Although it’s possible to stop self-harming on your own, for some it takes intensive work to stop this destructive habit. This often includes diving deep into the underlying emotional issues that have been covered up and avoided through self-harm.
For Joshua, the majority of his self-harm tendencies came to an end when he was taken to a psychiatric ward. “My mom saw my cuts, and it all stopped when two men showed up at my door to take me to the ward,” he said.
Jordan Guthrie, has a similar story. Self-harm was one of the first addictions that allowed her to feel in control of her life. Only after visiting stress centers as a minor and intense therapy did Jordan get “clean” from cutting.
“You have to think about the people who love and care about you and how it will affect your body in the long-term,” Jordan told me as we sat outside of our office. Her arms are riddled with pale, overlapping scars. “If you wouldn’t cut or hurt those you love, why would you do it to yourself?”
In Brittany’s case, self-harm resulted from undiagnosed mental illness, and she used drugs and alcohol to self-medicate. It wasn’t until she went to a mental health facility and found the right medication that the self-harm came to a halt.
“The twelve steps were the foundation, but not the cure,” Brittany said. “I had to discover more pathways to true and total recovery.”
A Message for Those Still Struggling
When people self-harm, they’re crying out for help in the only way they know how to without saying it out loud. Self-harm might be a personal coping mechanism, but the reality is that it impacts so many others. There’s no shame in asking for the help that you need, because so many people are willing to give you the love and support you need.
“What we need to do is hold their hand through the fire,” Bretney said as our conversation was coming to a close. “We have to let people know they’re worthy of love and don’t need to hurt themselves.”

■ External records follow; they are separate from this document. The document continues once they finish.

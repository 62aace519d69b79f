//! Default mapping from authenticator errors to HTTP errors.

use crate::handler::{Error, ErrorKind};
use crate::service::auth::AuthError;

/// Tracing target for auth failures surfaced to clients.
const TRACING_TARGET: &str = "tessera_server::handler::error";

impl From<AuthError> for Error {
    /// Maps credential and token failures to 400 with the message the
    /// public contract specifies, and storage failures to a generic 500.
    /// Revocation surfaces a missing token as 404 and converts
    /// explicitly in its handler instead of going through here.
    fn from(err: AuthError) -> Self {
        match err {
            AuthError::AccountNotFound => ErrorKind::BadRequest
                .with_message("Could not find the specified user")
                .with_resource("account"),
            AuthError::InvalidCredentials => ErrorKind::BadRequest
                .with_message("The password did not match the specified user's stored password"),
            AuthError::TokenNotFound => ErrorKind::BadRequest
                .with_message("Specified token does not exist")
                .with_resource("token"),
            AuthError::TokenExpired => ErrorKind::BadRequest
                .with_message("The token is already expired and cannot be extended")
                .with_resource("token"),
            AuthError::Storage(err) => {
                tracing::error!(
                    target: TRACING_TARGET,
                    error = %err,
                    "record store failure during authentication"
                );
                ErrorKind::InternalServerError.into_error()
            }
        }
    }
}
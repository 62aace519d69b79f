//! Store error types.

use thiserror::Error;

use crate::Collection;

/// Type alias for Results with [`StoreError`].
pub type Result<T, E = StoreError> = std::result::Result<T, E>;

/// The error type for record store operations.
#[derive(Debug, Error)]
pub enum StoreError {
    /// No record exists under the given key.
    #[error("no record {key:?} in collection {collection}")]
    NotFound {
        /// Collection that was queried.
        collection: Collection,
        /// Key that was not found.
        key: String,
    },

    /// A record already exists under the given key.
    #[error("record {key:?} already exists in collection {collection}")]
    AlreadyExists {
        /// Collection that was written to.
        collection: Collection,
        /// Key that collided.
        key: String,
    },

    /// The key cannot be used as a file name.
    #[error("invalid record key {key:?}")]
    InvalidKey {
        /// The rejected key.
        key: String,
    },

    /// Underlying filesystem failure.
    #[error("failed to access record file")]
    Io(#[from] std::io::Error),

    /// Record contents could not be (de)serialized.
    #[error("failed to serialize or deserialize record")]
    Serde(#[from] serde_json::Error),
}

impl StoreError {
    /// Returns `true` if this error means the record was absent.
    #[must_use]
    pub fn is_not_found(&self) -> bool {
        matches!(self, Self::NotFound { .. })
    }

    /// Returns `true` if this error means the record already existed.
    #[must_use]
    pub fn is_already_exists(&self) -> bool {
        matches!(self, Self::AlreadyExists { .. })
    }
}
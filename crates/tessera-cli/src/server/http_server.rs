//! Plaintext HTTP listener.

use tokio::net::TcpListener;

use crate::config::ServerConfig;
use crate::server::lifecycle::serve_with_shutdown;
use crate::server::{App, Result, ServerError, TRACING_TARGET_STARTUP, shutdown_signal};

/// Starts the HTTP listener with graceful shutdown.
pub(crate) async fn serve_http(app: App, config: &ServerConfig) -> Result<()> {
    let addr = config.http_addr();

    let listener = TcpListener::bind(addr).await.map_err(|err| {
        tracing::error!(
            target: TRACING_TARGET_STARTUP,
            addr = %addr,
            error = %err,
            "Failed to bind to address"
        );
        ServerError::bind(addr, err)
    })?;

    let shutdown = shutdown_signal(config.shutdown_timeout());
    serve_with_shutdown(config, addr, || async move {
        axum::serve(listener, app)
            .with_graceful_shutdown(shutdown)
            .await
    })
    .await
}
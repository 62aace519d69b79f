//! Listener lifecycle management.

use std::future::Future;
use std::io;
use std::net::SocketAddr;
use std::time::Instant;

use crate::config::ServerConfig;
use crate::server::{Result, ServerError, TRACING_TARGET_SHUTDOWN, TRACING_TARGET_STARTUP};

/// Runs a listener future with startup logging and shutdown accounting.
pub(crate) async fn serve_with_shutdown<F>(
    config: &ServerConfig,
    addr: SocketAddr,
    serve_fn: impl FnOnce() -> F,
) -> Result<()>
where
    F: Future<Output = io::Result<()>>,
{
    let start_time = Instant::now();

    tracing::info!(
        target: TRACING_TARGET_STARTUP,
        addr = %addr,
        "Server is ready and listening for connections"
    );

    if config.binds_to_all_interfaces() {
        tracing::warn!(
            target: TRACING_TARGET_STARTUP,
            "Server is bound to all interfaces. Ensure firewall rules are properly configured."
        );
    }

    handle_result(serve_fn().await, start_time)
}

/// Maps the listener outcome into a [`ServerError`] with logging.
fn handle_result(result: io::Result<()>, start_time: Instant) -> Result<()> {
    let uptime = start_time.elapsed();

    match result {
        Ok(()) => {
            tracing::info!(
                target: TRACING_TARGET_SHUTDOWN,
                uptime_secs = uptime.as_secs(),
                "Shutdown completed"
            );
            Ok(())
        }
        Err(err) => {
            tracing::error!(
                target: TRACING_TARGET_SHUTDOWN,
                error = %err,
                kind = ?err.kind(),
                uptime_secs = uptime.as_secs(),
                "Fatal error"
            );

            let err = ServerError::Runtime(err);
            if let Some(suggestion) = err.suggestion() {
                tracing::info!(
                    target: TRACING_TARGET_SHUTDOWN,
                    suggestion = suggestion,
                    "Recovery suggestion"
                );
            }

            Err(err)
        }
    }
}

#[cfg(test)]
mod tests {
    use super::*;

    #[tokio::test]
    async fn serve_with_shutdown_success() {
        let config = ServerConfig::default();
        let result = serve_with_shutdown(&config, config.http_addr(), || async { Ok(()) }).await;
        assert!(result.is_ok());
    }

    #[tokio::test]
    async fn serve_with_shutdown_handles_error() {
        let config = ServerConfig::default();
        let result = serve_with_shutdown(&config, config.http_addr(), || async {
            Err(io::Error::other("test error"))
        })
        .await;

        assert!(matches!(result, Err(ServerError::Runtime(_))));
    }
}
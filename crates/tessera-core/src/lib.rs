#![forbid(unsafe_code)]
#![cfg_attr(docsrs, feature(doc_cfg))]
#![doc = include_str!("../README.md")]

mod error;

pub mod crypto;

pub use error::{BoxedError, Error, ErrorKind, Result};
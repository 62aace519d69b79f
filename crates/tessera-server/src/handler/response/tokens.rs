//! Token response types.

use jiff::Timestamp;
use serde::{Deserialize, Serialize};

/// Response to a successful login.
///
/// `token_key` is the private secret, not the storage key: the server
/// derives the storage key from (user name + secret) and never sends it
/// back here. The wire field name `tokenKey` is part of the public
/// contract and must not change.
#[must_use]
#[derive(Debug, Clone, Serialize, Deserialize)]
#[serde(rename_all = "camelCase")]
pub struct IssuedToken {
    /// The bearer credential to present in the `token` header.
    pub token_key: String,
    /// Expiry time as millisecond epoch.
    #[serde(with = "jiff::fmt::serde::timestamp::millisecond::required")]
    pub expires: Timestamp,
}
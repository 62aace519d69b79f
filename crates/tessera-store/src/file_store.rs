//! File-backed record storage.

use std::path::{Path, PathBuf};
use std::sync::Arc;

use serde::Serialize;
use serde::de::DeserializeOwned;
use strum::IntoEnumIterator;
use tokio::fs::{self, OpenOptions};
use tokio::io::AsyncWriteExt;

use crate::{Collection, Result, StoreError};

/// Tracing target for store operations.
const TRACING_TARGET: &str = "tessera_store::file_store";

/// Durable keyed storage of JSON records, one file per `(collection, key)`.
///
/// All operations are asynchronous and non-blocking. The store provides
/// no per-key serialization: a read and a concurrent write to the same
/// key are not ordered by this layer.
#[derive(Debug, Clone)]
pub struct FileStore {
    base_dir: Arc<PathBuf>,
}

impl FileStore {
    /// Opens a store rooted at the given directory.
    ///
    /// Creates the base directory and one subdirectory per collection if
    /// they do not already exist.
    ///
    /// # Errors
    ///
    /// Returns an error if the directories cannot be created.
    pub async fn open(base_dir: impl Into<PathBuf>) -> Result<Self> {
        let base_dir = base_dir.into();
        for collection in Collection::iter() {
            fs::create_dir_all(base_dir.join(collection.dir_name())).await?;
        }

        tracing::debug!(
            target: TRACING_TARGET,
            base_dir = %base_dir.display(),
            "record store opened"
        );

        Ok(Self {
            base_dir: Arc::new(base_dir),
        })
    }

    /// Returns the directory this store is rooted at.
    #[must_use]
    pub fn base_dir(&self) -> &Path {
        &self.base_dir
    }

    /// Writes a new record, failing if one already exists under the key.
    pub async fn create<T: Serialize>(
        &self,
        collection: Collection,
        key: &str,
        record: &T,
    ) -> Result<()> {
        let path = self.record_path(collection, key)?;
        let contents = serde_json::to_vec(record)?;

        let open_result = OpenOptions::new()
            .write(true)
            .create_new(true)
            .open(&path)
            .await;

        let mut file = match open_result {
            Ok(file) => file,
            Err(err) if err.kind() == std::io::ErrorKind::AlreadyExists => {
                return Err(StoreError::AlreadyExists {
                    collection,
                    key: key.to_owned(),
                });
            }
            Err(err) => return Err(err.into()),
        };

        file.write_all(&contents).await?;
        file.flush().await?;

        tracing::trace!(
            target: TRACING_TARGET,
            %collection,
            key,
            "record created"
        );
        Ok(())
    }

    /// Reads the record stored under the key.
    pub async fn read<T: DeserializeOwned>(&self, collection: Collection, key: &str) -> Result<T> {
        let path = self.record_path(collection, key)?;

        let contents = match fs::read(&path).await {
            Ok(contents) => contents,
            Err(err) if err.kind() == std::io::ErrorKind::NotFound => {
                return Err(StoreError::NotFound {
                    collection,
                    key: key.to_owned(),
                });
            }
            Err(err) => return Err(err.into()),
        };

        Ok(serde_json::from_slice(&contents)?)
    }

    /// Replaces an existing record, failing if none exists under the key.
    pub async fn update<T: Serialize>(
        &self,
        collection: Collection,
        key: &str,
        record: &T,
    ) -> Result<()> {
        let path = self.record_path(collection, key)?;

        if let Err(err) = fs::metadata(&path).await {
            if err.kind() == std::io::ErrorKind::NotFound {
                return Err(StoreError::NotFound {
                    collection,
                    key: key.to_owned(),
                });
            }
            return Err(err.into());
        }

        let contents = serde_json::to_vec(record)?;
        fs::write(&path, contents).await?;

        tracing::trace!(
            target: TRACING_TARGET,
            %collection,
            key,
            "record updated"
        );
        Ok(())
    }

    /// Deletes the record stored under the key, failing if absent.
    pub async fn delete(&self, collection: Collection, key: &str) -> Result<()> {
        let path = self.record_path(collection, key)?;

        match fs::remove_file(&path).await {
            Ok(()) => {
                tracing::trace!(
                    target: TRACING_TARGET,
                    %collection,
                    key,
                    "record deleted"
                );
                Ok(())
            }
            Err(err) if err.kind() == std::io::ErrorKind::NotFound => Err(StoreError::NotFound {
                collection,
                key: key.to_owned(),
            }),
            Err(err) => Err(err.into()),
        }
    }

    /// Resolves the file path for a record, rejecting keys that could
    /// escape the collection directory.
    fn record_path(&self, collection: Collection, key: &str) -> Result<PathBuf> {
        if key.is_empty()
            || key == "."
            || key == ".."
            || key.contains(['/', '\\', '\0'])
        {
            return Err(StoreError::InvalidKey {
                key: key.to_owned(),
            });
        }

        Ok(self
            .base_dir
            .join(collection.dir_name())
            .join(format!("{key}.json")))
    }
}

#[cfg(test)]
mod tests {
    use serde::{Deserialize, Serialize};
    use tempfile::TempDir;

    use super::*;

    #[derive(Debug, Clone, PartialEq, Serialize, Deserialize)]
    struct Record {
        name: String,
        value: u32,
    }

    async fn open_store() -> (FileStore, TempDir) {
        let dir = TempDir::new().expect("temp dir");
        let store = FileStore::open(dir.path()).await.expect("open store");
        (store, dir)
    }

    fn record() -> Record {
        Record {
            name: "alice".to_owned(),
            value: 7,
        }
    }

    #[tokio::test]
    async fn create_then_read_roundtrips() {
        let (store, _dir) = open_store().await;

        store
            .create(Collection::Users, "alice", &record())
            .await
            .expect("create");

        let stored: Record = store.read(Collection::Users, "alice").await.expect("read");
        assert_eq!(stored, record());
    }

    #[tokio::test]
    async fn create_fails_if_record_exists() {
        let (store, _dir) = open_store().await;

        store
            .create(Collection::Users, "alice", &record())
            .await
            .expect("create");

        let err = store
            .create(Collection::Users, "alice", &record())
            .await
            .expect_err("duplicate create");
        assert!(err.is_already_exists());
    }

    #[tokio::test]
    async fn read_missing_record_is_not_found() {
        let (store, _dir) = open_store().await;

        let err = store
            .read::<Record>(Collection::Users, "nobody")
            .await
            .expect_err("missing read");
        assert!(err.is_not_found());
    }

    #[tokio::test]
    async fn update_missing_record_is_not_found() {
        let (store, _dir) = open_store().await;

        let err = store
            .update(Collection::Tokens, "nobody", &record())
            .await
            .expect_err("missing update");
        assert!(err.is_not_found());
    }

    #[tokio::test]
    async fn update_replaces_contents() {
        let (store, _dir) = open_store().await;

        store
            .create(Collection::Users, "alice", &record())
            .await
            .expect("create");

        let updated = Record {
            name: "alice".to_owned(),
            value: 8,
        };
        store
            .update(Collection::Users, "alice", &updated)
            .await
            .expect("update");

        let stored: Record = store.read(Collection::Users, "alice").await.expect("read");
        assert_eq!(stored, updated);
    }

    #[tokio::test]
    async fn delete_removes_record() {
        let (store, _dir) = open_store().await;

        store
            .create(Collection::Users, "alice", &record())
            .await
            .expect("create");
        store
            .delete(Collection::Users, "alice")
            .await
            .expect("delete");

        let err = store
            .read::<Record>(Collection::Users, "alice")
            .await
            .expect_err("read after delete");
        assert!(err.is_not_found());
    }

    #[tokio::test]
    async fn delete_missing_record_is_not_found() {
        let (store, _dir) = open_store().await;

        let err = store
            .delete(Collection::Tokens, "nobody")
            .await
            .expect_err("missing delete");
        assert!(err.is_not_found());
    }

    #[tokio::test]
    async fn collections_are_isolated() {
        let (store, _dir) = open_store().await;

        store
            .create(Collection::Users, "alice", &record())
            .await
            .expect("create");

        let err = store
            .read::<Record>(Collection::Tokens, "alice")
            .await
            .expect_err("cross-collection read");
        assert!(err.is_not_found());
    }

    #[tokio::test]
    async fn path_escaping_keys_are_rejected() {
        let (store, _dir) = open_store().await;

        for key in ["", ".", "..", "a/b", "a\\b", "a\0b"] {
            let err = store
                .read::<Record>(Collection::Users, key)
                .await
                .expect_err("invalid key");
            assert!(matches!(err, StoreError::InvalidKey { .. }), "key {key:?}");
        }
    }
}
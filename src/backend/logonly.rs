//! Log-only backend: emits lines, never touches a real zone. Used for dry
//! runs (spec.md §4.5).

use super::Backend;
use crate::errors::BackendError;
use crate::record::DNSRecord;
use async_trait::async_trait;
use tracing::info;

#[derive(Debug, Default)]
pub struct LogOnlyBackend;

impl LogOnlyBackend {
    #[must_use]
    pub fn new() -> Self {
        Self
    }
}

#[async_trait]
impl Backend for LogOnlyBackend {
    async fn dns_records(&self) -> Result<Vec<DNSRecord>, BackendError> {
        Ok(Vec::new())
    }

    async fn publish_record(&self, record: &DNSRecord) -> Result<(), BackendError> {
        info!(name = %record.name, kind = %record.kind(), "would publish");
        Ok(())
    }

    async fn suppress_record(&self, record: &DNSRecord) -> Result<(), BackendError> {
        info!(name = %record.name, kind = %record.kind(), "would suppress");
        Ok(())
    }

    async fn suppress_shared_record(&self, srv: &DNSRecord) -> Result<(), BackendError> {
        info!(name = %srv.name, "would suppress shared SRV and reclaim siblings if last");
        Ok(())
    }
}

She wasn’t the only one with something to say for those who are still struggling with self-harm.
“It’s important to remember that you’re not wrong or at fault for experiencing or talking about trauma,” Justin Roshto shared with me. He had been in and out of post-acute care and treatment from the age of thirteen until seventeen.
Justin was excited with the prospect of being able to help humanize the issue of self-harm. After experiencing sexual trauma as a teen, he had abused drugs to numb his emotions while cutting to feel something that wasn’t internalized.
“Things get better the more you talk about them and let yourself experience them,” he told me at the end of our conversation. “The heavy emotions aren’t the only ones there.”
For Brittany, her journey with self-harm has helped shape who she is today. Although she wishes she could have arrived to who she is today without having gone through the pain, she’s proud of how she can be there for others who still struggle.
“As your scars heal, so will your soul,” she told me before our interview ended. “It will start giving yourself love and the power to share your story in a way that can help others who are struggling.”